(Saved entries)
use axum::{
    body::Body,
    extract::Request,
    http::{HeaderMap, HeaderValue},
    middleware::Next,
    response::Response,
};
use uuid::Uuid;

/// HTTP header carrying the request id
pub const REQUEST_ID_HEADER: &str = "x-request-id";

/// Correlates the log lines of one request
#[derive(Clone, Copy, Debug, PartialEq, Eq)]
pub struct RequestId(pub Uuid);

impl RequestId {
    /// Reuses a well-formed id sent by the client, otherwise generates one
    pub fn from_headers(headers: &HeaderMap) -> Self {
        headers
            .get(REQUEST_ID_HEADER)
            .and_then(|value| value.to_str().ok())
            .and_then(|value| Uuid::parse_str(value).ok())
            .map(RequestId)
            .unwrap_or_else(|| RequestId(Uuid::new_v4()))
    }
}

impl std::fmt::Display for RequestId {
    fn fmt(&self, f: &mut std::fmt::Formatter<'_>) -> std::fmt::Result {
        write!(f, "{}", self.0)
    }
}

/// Stores the request id in the request extensions and echoes it in the response headers
pub async fn request_id_middleware(mut request: Request, next: Next) -> Response {
    let request_id = RequestId::from_headers(request.headers());
    request.extensions_mut().insert(request_id);

    let mut response = next.run(request).await;

    if let Ok(value) = HeaderValue::from_str(&request_id.to_string()) {
        response.headers_mut().insert(REQUEST_ID_HEADER, value);
    }

    response
}

/// Span for the trace layer, tagged with the request id
pub fn make_span_with_request_id(request: &Request<Body>) -> tracing::Span {
    let request_id = request
        .extensions()
        .get::<RequestId>()
        .map(ToString::to_string)
        .unwrap_or_else(|| "unknown".to_string());

    tracing::info_span!(
        "http_request",
        method = %request.method(),
        uri = %request.uri(),
        request_id = %request_id,
    )
}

- Work order -
Extract the entries above verbatim.

- Finished exercise -
use axum::{
    body::Body,
    extract::Request,
    http::{HeaderMap, HeaderValue},
    middleware::Next,
    response::Response,
};
use uuid::Uuid;

/// HTTP header carrying the request id
pub const REQUEST_ID_HEADER: &str = "x-request-id";

/// Correlates the log lines of one request
#[derive(Clone, Copy, Debug, PartialEq, Eq)]
pub struct RequestId(pub Uuid);

impl RequestId {
    /// Reuses a well-formed id sent by the client, otherwise generates one
    pub fn from_headers(headers: &HeaderMap) -> Self {
        headers
            .get(REQUEST_ID_HEADER)
            .and_then(|value| value.to_str().ok())
            .and_then(|value| Uuid::parse_str(value).ok())
            .map(RequestId)
            .unwrap_or_else(|| RequestId(Uuid::new_v4()))
    }
}

impl std::fmt::Display for RequestId {
    fn fmt(&self, f: &mut std::fmt::Formatter<'_>) -> std::fmt::Result {
        write!(f, "{}", self.0)
    }
}

/// Stores the request id in the request extensions and echoes it in the response headers
pub async fn request_id_middleware(mut request: Request, next: Next) -> Response {
    let request_id = RequestId::from_headers(request.headers());
    request.extensions_mut().insert(request_id);

    let mut response = next.run(request).await;

    if let Ok(value) = HeaderValue::from_str(&request_id.to_string()) {
        response.headers_mut().insert(REQUEST_ID_HEADER, value);
    }

    response
}

/// Span for the trace layer, tagged with the request id
pub fn make_span_with_request_id(request: &Request<Body>) -> tracing::Span {
    let request_id = request
        .extensions()
        .get::<RequestId>()
        .map(ToString::to_string)
        .unwrap_or_else(|| "unknown".to_string());

    tracing::info_span!(
        "http_request",
        method = %request.method(),
        uri = %request.uri(),
        request_id = %request_id,
    )
}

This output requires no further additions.